No horário do casamento – valendo aí, com rigor, o que constava no convite – estacava-se, paramentado, à frente do altar e começava a conferir, nervosamente, o relógio. Se a noiva passasse da medida (medida dele) na charmosa delonga da chegada à igreja, a cerimônia podia ser declarada suspensa:

- Eu tinha, hoje, aqui, um casamento a celebrar, mas, infelizmente, o não comparecimento da noiva me obriga a agradecer a presença de todos e convidá-los para a Santa Missa a ser celebrada em seguida...
Um Deus nos acuda! Fazê-lo voltar da sacristia e retomar a cerimônia demandava esforço diplomático. Lágrimas borravam maquiagens primorosas.

Havia outra área sensível: casamento muito fashion. Ora, se noivas pobres não podiam ornamentar ricamente a igreja e entrar ao som de acordes de bom gosto, pompa e luxo deviam ser moderados também nos casamentos da classe média. Assim, coral do Conservatório, música ao vivo, mimosos arranjos de flores na (já) suntuosa Catedral, exigiam latim bem declinado para serem deferidos. Casa de Deus não é lugar de exibição.

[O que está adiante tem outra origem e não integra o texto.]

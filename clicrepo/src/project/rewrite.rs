//! Path rewriting for exported archives.
//!
//! Repository projects keep their content inside a subdirectory named after
//! the player (e.g. `jclic.js/`). Exported packages flatten that directory, so
//! the same prefix has to disappear from every archive entry name and from
//! every reference inside the embedded manifest. Both sides go through
//! [`PathRewrite::entry_name`], so a manifest reference always equals the
//! entry it points at.

use std::borrow::Cow;

use regex::Regex;
use serde_json::Value;

/// Rule that strips the main-file directory prefix from paths.
#[derive(Debug, Clone)]
pub struct PathRewrite {
    /// Directory prefix including the trailing slash, empty for identity.
    prefix: String,
    /// Literal pattern matching the prefix anywhere in a text.
    pattern: Option<Regex>,
}

impl PathRewrite {
    /// Build the rule from a project's main file path.
    ///
    /// `jclic.js/activity.jclic` yields the prefix `jclic.js/`. A main file
    /// at the project root yields the identity rule.
    pub fn from_main_file(main_file: &str) -> Result<Self, regex::Error> {
        let main_file = main_file.trim_start_matches("./").trim_start_matches('/');
        match main_file.rfind('/') {
            Some(idx) => {
                let prefix = main_file[..=idx].to_string();
                let pattern = Regex::new(&regex::escape(&prefix))?;
                Ok(Self {
                    prefix,
                    pattern: Some(pattern),
                })
            }
            None => Ok(Self::identity()),
        }
    }

    /// A rule that leaves every path untouched.
    pub fn identity() -> Self {
        Self {
            prefix: String::new(),
            pattern: None,
        }
    }

    /// The stripped prefix (empty for the identity rule).
    pub fn prefix(&self) -> &str {
        &self.prefix
    }

    /// Whether this rule changes anything at all.
    pub fn is_identity(&self) -> bool {
        self.pattern.is_none()
    }

    /// Strip the prefix from a single path.
    ///
    /// Every occurrence is removed, repeating until none is left, so the
    /// result never contains the prefix and rewriting it again is a no-op.
    pub fn entry_name<'a>(&self, path: &'a str) -> Cow<'a, str> {
        let Some(pattern) = &self.pattern else {
            return Cow::Borrowed(path);
        };
        let mut out = pattern.replace_all(path, "");
        // Removing one match can splice a new one together (`aa//x` -> `a/x`)
        while pattern.is_match(&out) {
            out = Cow::Owned(pattern.replace_all(&out, "").into_owned());
        }
        out
    }

    /// Apply [`entry_name`](Self::entry_name) to every string in a JSON
    /// document.
    ///
    /// `files` and `mainFile` end up exactly equal to the archive entry
    /// names; object keys are left alone.
    pub fn apply_json(&self, value: &mut Value) {
        if self.is_identity() {
            return;
        }
        match value {
            Value::String(s) => {
                let rewritten = self.entry_name(s).into_owned();
                *s = rewritten;
            }
            Value::Array(items) => items.iter_mut().for_each(|v| self.apply_json(v)),
            Value::Object(map) => map.values_mut().for_each(|v| self.apply_json(v)),
            _ => {}
        }
    }
}
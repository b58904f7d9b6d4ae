//! Download command - export a project as a SCORM archive.
//!
//! Shows one progress bar per phase (download, compression). Ctrl+C cancels
//! the session; nothing is written in that case.

use std::path::{Path, PathBuf};
use std::sync::Arc;

use clicrepo::catalog::load_project;
use clicrepo::session::{MSG_COMPRESSING, MSG_DOWNLOADING, MSG_READY};
use clicrepo::{DownloadSession, SessionState, SessionStatus};
use console::style;
use dialoguer::Confirm;
use indicatif::{MultiProgress, ProgressBar, ProgressStyle};
use tracing::info;

use super::common::format_size;
use crate::error::CliError;
use crate::runner::CliRunner;

/// Arguments for the download command.
pub struct DownloadArgs {
    pub path: String,
    pub out: Option<PathBuf>,
    pub concurrency: Option<usize>,
    pub force: bool,
}

/// Run the download command.
pub fn run(runner: &CliRunner, args: DownloadArgs) -> Result<(), CliError> {
    runner.log_startup("download");

    let mut config = runner.download_config();
    if let Some(concurrency) = args.concurrency {
        if concurrency == 0 {
            return Err(CliError::Config(
                "--concurrency must be at least 1.".to_string(),
            ));
        }
        config = config.with_concurrency(concurrency);
    }

    let fetcher = runner.fetcher(&config)?;
    let base_url = runner.base_url()?;
    let project = runner.block_on(load_project(&*fetcher, &base_url, &args.path))?;

    let out_dir = args.out.unwrap_or_else(|| PathBuf::from("."));
    let target = out_dir.join(project.artifact_name());
    if target.exists() && !args.force && !confirm_overwrite(&target)? {
        println!("Skipped.");
        return Ok(());
    }

    println!(
        "Exporting {} ({} files, {} parallel downloads)",
        style(project.title().unwrap_or(&project.path)).bold(),
        project.files.len(),
        config.concurrency
    );

    let bars = ExportBars::new();
    let status_bars = bars.clone();
    let session = Arc::new(
        DownloadSession::new(fetcher, &config)
            .with_base_url(base_url)
            .with_status_callback(Arc::new(move |status: &SessionStatus| {
                status_bars.update(status)
            })),
    );

    let cancel_session = Arc::clone(&session);
    ctrlc::set_handler(move || {
        cancel_session.cancel();
    })
    .map_err(|e| CliError::Config(format!("Failed to set signal handler: {}", e)))?;

    let result = runner.block_on(session.start(&project));
    bars.finish();
    result?;

    match session.state() {
        SessionState::Ready(_) => {
            let artifact = session.download_artifact()?;
            let path = artifact
                .save_to(&out_dir)
                .map_err(|source| CliError::Write {
                    path: target.clone(),
                    source,
                })?;
            info!(path = %path.display(), entries = artifact.entries, "Archive saved");
            println!(
                "{} {} ({}, {} entries)",
                style("Saved").green().bold(),
                path.display(),
                format_size(artifact.len()),
                artifact.entries
            );
            Ok(())
        }
        SessionState::Cancelled => {
            println!("{}", style("Cancelled.").yellow());
            Err(CliError::Cancelled)
        }
        other => Err(CliError::Config(format!(
            "Export ended in unexpected state: {}",
            other
        ))),
    }
}

fn confirm_overwrite(target: &Path) -> Result<bool, CliError> {
    Confirm::new()
        .with_prompt(format!("{} already exists. Overwrite?", target.display()))
        .default(false)
        .interact()
        .map_err(|e| {
            CliError::Config(format!(
                "Cannot ask for confirmation ({}). Use --force to overwrite.",
                e
            ))
        })
}

/// Download and compression progress bars.
#[derive(Clone)]
struct ExportBars {
    _multi: MultiProgress,
    download: ProgressBar,
    compress: ProgressBar,
}

impl ExportBars {
    fn new() -> Self {
        let multi = MultiProgress::new();
        let style = ProgressStyle::with_template("{prefix:>12} [{bar:40}] {pos:>3}% {wide_msg}")
            .unwrap_or_else(|_| ProgressStyle::default_bar())
            .progress_chars("=> ");

        let download = multi.add(ProgressBar::new(100));
        download.set_style(style.clone());
        download.set_prefix("Downloading");

        let compress = multi.add(ProgressBar::new(100));
        compress.set_style(style);
        compress.set_prefix("Compressing");

        Self {
            _multi: multi,
            download,
            compress,
        }
    }

    fn update(&self, status: &SessionStatus) {
        if status.error.is_some() {
            self.download.abandon();
            self.compress.abandon();
            return;
        }

        match status.message.as_str() {
            MSG_DOWNLOADING => {
                self.download.set_position(status.progress.into());
                self.download.set_message(status.status.clone());
            }
            MSG_COMPRESSING => {
                self.download.set_position(100);
                self.compress.set_position(status.progress.into());
                self.compress.set_message(status.status.clone());
            }
            MSG_READY => {
                self.download.set_position(100);
                self.compress.set_position(100);
            }
            _ => {}
        }
    }

    fn finish(&self) {
        if !self.download.is_finished() {
            self.download.finish_and_clear();
        }
        if !self.compress.is_finished() {
            self.compress.finish_and_clear();
        }
    }
}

Ecce Homo. Possuía, certamente, qualidades que excediam com sobras tais restrições. Era simpático, apesar de tudo, e pronunciava homilias talentosas que agradavam. A par da poesia acima lembrada, cultivava também certo pendor musical, que o levou a compor um belo hino de louvor a Leopoldina. Ele que nascera em São Sebastião do Paraíso.

Deixei meu interior logo após o ginásio e só pelos trinta anos estive, pessoalmente, com o Cônego Naves. Na penosa missão, aliás, de advogado de minha noiva que desejava casar-se ao som de Mozart... Ganhei a causa. Ele concordou não fazer sentido uma professora de piano caminhar, de véu e grinalda, até o altar meio a dezenas de convidados com as orelhas na posição mute.

Mas eis que, meses depois, o encontro no Rio de Janeiro, como protagonista da história que finalmente passo a contar, ocorrida no prédio do Banco do Brasil da esquina de Av. Rio Branco com Av. Presidente Vargas.

Via-me ali, certa manhã, enredado em meus misteres bancários, quando reconheci, no balcão das Ordens de Pagamento, a figura do Pe. Naves. Se querem uma ideia da pessoa, imaginem o Tancredo Neves vestido de batina. Era ele.
Já o atendia o jovem funcionário, José Breno Monteiro de Castro, também mineiro de Leopoldina – aliás, da seleta estirpe dos descendentes do Barão de Paraopeba, de Congonhas do Campo.

Por delicadeza e solidariedade conterrânea, fui apertar-lhe a mão no instante em que José Breno se oferecia a completar, para ele, o formulário.

- Oh, muito obrigado, meu filho, o remetente serei eu mesmo. Escreva aí, Gerardo Naves – Gerardo com R, por favor.

Breno estacou:
- Gerardo com R? Mas que coincidência, Cônego! Também o bispo de Leopoldina é Gerardo, com R!... O nosso querido, Dom Gerardo Ferreira Reis! (Este – anotação que faço agora – citado por Roberto Campos, no livro “A Lanterna na Popa”, como seu ex-colega no Seminário de Guaxupé, MG).

Mas seguiu o José Breno:
- Pelo visto, temos então dois Gerardos no Palácio Episcopal de Leopoldina; o Cura e o Bispo!

Aquiesceu o Cônego naquela entonação pausada e branda dos sermões de domingo:
- É verdade, meu filho. Enorme coincidência. Estamos lá, os dois “Gerardos”, no mesmo Paço Episcopal e na mesma Igreja ¬ a nossa bela Catedral de São Sebastião, sede do bispado de Leopoldina. Mas saiba que nos tornamos “Gerardos” por razões muito distintas! Muito distintas!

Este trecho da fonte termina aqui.